=== Your goal ===
Using the word "words" as the filter, copy each matching line from the records.
┏━━
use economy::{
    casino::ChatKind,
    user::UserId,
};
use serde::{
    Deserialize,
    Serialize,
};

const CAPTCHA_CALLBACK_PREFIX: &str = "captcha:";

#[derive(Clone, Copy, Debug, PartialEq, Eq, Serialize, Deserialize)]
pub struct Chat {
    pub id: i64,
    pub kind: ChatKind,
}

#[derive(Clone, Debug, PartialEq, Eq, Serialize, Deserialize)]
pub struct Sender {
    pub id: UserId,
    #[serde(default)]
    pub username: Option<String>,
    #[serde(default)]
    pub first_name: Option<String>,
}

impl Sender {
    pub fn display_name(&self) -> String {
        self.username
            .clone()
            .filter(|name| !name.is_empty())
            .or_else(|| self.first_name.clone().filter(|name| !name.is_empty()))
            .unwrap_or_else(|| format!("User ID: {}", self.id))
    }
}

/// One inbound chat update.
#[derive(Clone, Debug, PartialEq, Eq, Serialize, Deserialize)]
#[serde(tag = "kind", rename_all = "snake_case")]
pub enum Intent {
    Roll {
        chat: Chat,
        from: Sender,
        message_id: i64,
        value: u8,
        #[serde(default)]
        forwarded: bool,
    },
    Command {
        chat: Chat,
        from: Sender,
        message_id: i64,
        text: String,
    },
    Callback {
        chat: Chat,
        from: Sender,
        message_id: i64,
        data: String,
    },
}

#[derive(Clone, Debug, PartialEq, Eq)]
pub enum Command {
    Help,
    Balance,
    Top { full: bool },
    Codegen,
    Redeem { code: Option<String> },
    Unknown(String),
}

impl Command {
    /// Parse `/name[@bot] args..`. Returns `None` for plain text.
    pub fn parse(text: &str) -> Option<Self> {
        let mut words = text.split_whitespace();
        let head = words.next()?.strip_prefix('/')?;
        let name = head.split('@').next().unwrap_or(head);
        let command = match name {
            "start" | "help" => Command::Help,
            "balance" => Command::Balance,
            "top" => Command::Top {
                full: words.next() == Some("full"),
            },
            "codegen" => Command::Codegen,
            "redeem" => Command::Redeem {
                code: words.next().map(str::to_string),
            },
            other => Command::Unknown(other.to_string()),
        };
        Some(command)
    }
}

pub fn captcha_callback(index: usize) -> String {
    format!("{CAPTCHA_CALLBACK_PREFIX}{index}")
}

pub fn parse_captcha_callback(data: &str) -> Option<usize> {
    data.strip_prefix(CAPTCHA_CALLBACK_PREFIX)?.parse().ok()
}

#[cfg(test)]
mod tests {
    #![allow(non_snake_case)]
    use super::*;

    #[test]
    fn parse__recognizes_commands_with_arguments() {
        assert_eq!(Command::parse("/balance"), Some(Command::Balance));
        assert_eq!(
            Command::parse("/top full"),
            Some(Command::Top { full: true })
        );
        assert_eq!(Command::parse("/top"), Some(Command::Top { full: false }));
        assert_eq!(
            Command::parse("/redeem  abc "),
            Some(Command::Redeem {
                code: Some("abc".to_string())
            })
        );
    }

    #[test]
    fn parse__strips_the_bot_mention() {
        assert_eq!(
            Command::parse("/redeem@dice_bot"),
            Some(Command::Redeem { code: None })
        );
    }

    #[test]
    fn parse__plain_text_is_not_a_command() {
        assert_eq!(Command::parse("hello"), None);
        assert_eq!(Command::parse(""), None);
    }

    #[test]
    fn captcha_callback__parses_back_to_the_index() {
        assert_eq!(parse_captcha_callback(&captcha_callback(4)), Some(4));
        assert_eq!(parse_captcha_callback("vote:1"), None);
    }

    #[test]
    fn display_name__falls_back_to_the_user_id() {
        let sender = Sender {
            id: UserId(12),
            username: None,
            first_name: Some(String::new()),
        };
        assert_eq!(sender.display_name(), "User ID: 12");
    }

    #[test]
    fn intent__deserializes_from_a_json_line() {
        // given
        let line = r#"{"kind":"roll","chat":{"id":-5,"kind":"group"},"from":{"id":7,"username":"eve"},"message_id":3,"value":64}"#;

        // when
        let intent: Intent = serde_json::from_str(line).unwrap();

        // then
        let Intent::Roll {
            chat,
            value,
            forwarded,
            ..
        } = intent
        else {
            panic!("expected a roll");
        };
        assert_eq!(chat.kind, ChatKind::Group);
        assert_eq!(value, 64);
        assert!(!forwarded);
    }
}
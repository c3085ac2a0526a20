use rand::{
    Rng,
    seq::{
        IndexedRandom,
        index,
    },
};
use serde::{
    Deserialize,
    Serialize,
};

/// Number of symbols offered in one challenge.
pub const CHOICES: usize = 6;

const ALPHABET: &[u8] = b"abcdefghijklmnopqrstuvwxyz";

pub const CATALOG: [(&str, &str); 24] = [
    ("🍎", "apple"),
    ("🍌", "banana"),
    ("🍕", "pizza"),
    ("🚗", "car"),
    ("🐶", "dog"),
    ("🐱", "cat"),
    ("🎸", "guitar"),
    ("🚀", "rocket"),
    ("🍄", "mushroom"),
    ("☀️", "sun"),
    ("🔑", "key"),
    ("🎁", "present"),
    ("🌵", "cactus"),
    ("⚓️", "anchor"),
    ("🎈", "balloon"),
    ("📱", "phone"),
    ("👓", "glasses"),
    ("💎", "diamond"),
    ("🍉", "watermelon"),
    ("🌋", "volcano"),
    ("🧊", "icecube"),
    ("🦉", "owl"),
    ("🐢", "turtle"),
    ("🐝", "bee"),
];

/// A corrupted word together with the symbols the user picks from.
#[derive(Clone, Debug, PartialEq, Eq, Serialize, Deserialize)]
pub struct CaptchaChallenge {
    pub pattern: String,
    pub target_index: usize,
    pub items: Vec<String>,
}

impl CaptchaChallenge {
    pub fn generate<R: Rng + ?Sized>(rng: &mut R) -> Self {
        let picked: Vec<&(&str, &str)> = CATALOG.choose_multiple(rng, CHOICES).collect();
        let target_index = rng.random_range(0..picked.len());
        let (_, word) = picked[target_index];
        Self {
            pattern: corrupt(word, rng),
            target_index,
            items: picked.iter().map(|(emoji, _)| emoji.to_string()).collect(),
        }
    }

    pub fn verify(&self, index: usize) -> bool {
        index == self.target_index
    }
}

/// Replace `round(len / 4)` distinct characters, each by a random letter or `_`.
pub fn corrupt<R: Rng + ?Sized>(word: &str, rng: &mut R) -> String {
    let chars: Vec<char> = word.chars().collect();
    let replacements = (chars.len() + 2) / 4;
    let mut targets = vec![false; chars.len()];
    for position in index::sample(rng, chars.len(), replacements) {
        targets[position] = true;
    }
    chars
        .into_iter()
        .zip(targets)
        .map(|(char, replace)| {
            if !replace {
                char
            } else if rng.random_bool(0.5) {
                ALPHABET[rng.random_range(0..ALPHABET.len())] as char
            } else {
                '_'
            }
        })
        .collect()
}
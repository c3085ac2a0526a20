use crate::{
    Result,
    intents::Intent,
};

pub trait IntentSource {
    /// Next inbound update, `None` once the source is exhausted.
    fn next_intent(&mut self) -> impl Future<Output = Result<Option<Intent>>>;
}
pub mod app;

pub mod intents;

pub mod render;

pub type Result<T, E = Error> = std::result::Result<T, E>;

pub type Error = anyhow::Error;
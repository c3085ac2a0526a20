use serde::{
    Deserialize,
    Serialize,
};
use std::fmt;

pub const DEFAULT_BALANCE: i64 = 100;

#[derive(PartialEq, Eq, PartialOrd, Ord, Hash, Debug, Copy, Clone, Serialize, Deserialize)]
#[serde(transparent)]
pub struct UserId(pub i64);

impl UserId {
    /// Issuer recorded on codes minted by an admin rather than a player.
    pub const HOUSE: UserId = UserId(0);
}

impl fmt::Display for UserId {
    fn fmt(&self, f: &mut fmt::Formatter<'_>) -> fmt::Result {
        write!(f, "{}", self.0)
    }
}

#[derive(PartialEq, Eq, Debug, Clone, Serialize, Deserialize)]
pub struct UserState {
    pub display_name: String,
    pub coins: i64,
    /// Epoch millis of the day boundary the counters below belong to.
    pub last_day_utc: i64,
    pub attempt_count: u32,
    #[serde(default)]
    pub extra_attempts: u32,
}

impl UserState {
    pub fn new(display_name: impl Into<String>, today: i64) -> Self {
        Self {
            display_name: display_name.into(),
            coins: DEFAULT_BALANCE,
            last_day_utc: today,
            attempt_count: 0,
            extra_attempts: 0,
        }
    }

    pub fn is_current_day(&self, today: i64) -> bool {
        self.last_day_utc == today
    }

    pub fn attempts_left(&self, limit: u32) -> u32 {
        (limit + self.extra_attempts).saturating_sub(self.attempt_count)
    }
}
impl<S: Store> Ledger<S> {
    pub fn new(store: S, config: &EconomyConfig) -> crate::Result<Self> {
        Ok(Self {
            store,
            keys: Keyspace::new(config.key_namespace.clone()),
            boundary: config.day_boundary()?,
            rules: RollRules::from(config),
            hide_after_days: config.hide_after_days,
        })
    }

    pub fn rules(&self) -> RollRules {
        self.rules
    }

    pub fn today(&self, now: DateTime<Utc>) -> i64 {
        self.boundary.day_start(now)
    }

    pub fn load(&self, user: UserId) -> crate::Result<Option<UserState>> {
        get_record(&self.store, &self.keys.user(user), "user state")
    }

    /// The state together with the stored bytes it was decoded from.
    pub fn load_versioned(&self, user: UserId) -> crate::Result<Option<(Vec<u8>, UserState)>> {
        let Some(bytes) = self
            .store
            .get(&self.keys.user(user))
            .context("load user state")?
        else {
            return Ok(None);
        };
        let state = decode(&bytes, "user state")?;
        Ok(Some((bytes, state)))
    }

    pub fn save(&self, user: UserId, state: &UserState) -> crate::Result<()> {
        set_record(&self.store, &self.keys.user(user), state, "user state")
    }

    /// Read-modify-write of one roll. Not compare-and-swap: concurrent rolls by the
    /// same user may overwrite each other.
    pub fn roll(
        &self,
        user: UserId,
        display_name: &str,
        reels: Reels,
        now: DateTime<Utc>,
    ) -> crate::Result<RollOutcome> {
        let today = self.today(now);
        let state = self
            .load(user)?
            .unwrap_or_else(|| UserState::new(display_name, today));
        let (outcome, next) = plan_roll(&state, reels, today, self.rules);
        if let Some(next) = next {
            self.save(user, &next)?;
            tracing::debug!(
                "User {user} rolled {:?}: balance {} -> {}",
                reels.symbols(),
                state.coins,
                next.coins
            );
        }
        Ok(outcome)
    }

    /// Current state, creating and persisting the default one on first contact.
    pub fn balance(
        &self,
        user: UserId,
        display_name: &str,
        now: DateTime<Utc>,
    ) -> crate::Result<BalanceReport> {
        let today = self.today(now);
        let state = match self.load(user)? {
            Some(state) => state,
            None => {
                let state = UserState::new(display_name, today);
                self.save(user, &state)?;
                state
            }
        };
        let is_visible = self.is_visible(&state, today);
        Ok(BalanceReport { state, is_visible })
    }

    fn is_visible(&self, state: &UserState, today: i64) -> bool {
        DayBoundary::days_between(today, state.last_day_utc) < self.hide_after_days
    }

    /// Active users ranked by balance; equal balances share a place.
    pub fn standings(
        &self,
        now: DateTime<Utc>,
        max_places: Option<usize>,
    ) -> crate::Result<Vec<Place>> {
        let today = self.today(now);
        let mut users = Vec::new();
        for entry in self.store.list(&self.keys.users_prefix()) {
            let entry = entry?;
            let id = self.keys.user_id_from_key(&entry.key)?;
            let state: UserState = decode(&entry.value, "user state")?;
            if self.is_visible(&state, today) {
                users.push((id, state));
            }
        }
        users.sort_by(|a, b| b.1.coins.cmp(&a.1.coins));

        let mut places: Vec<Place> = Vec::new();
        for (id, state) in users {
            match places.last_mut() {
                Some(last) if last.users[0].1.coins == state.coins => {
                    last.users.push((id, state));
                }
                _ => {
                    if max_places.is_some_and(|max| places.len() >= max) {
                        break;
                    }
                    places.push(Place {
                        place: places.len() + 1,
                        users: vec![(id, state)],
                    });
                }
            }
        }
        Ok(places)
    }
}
┗━━
=== Reply to the task ===
        let mut words = text.split_whitespace();
        let head = words.next()?.strip_prefix('/')?;
                full: words.next() == Some("full"),
                code: words.next().map(str::to_string),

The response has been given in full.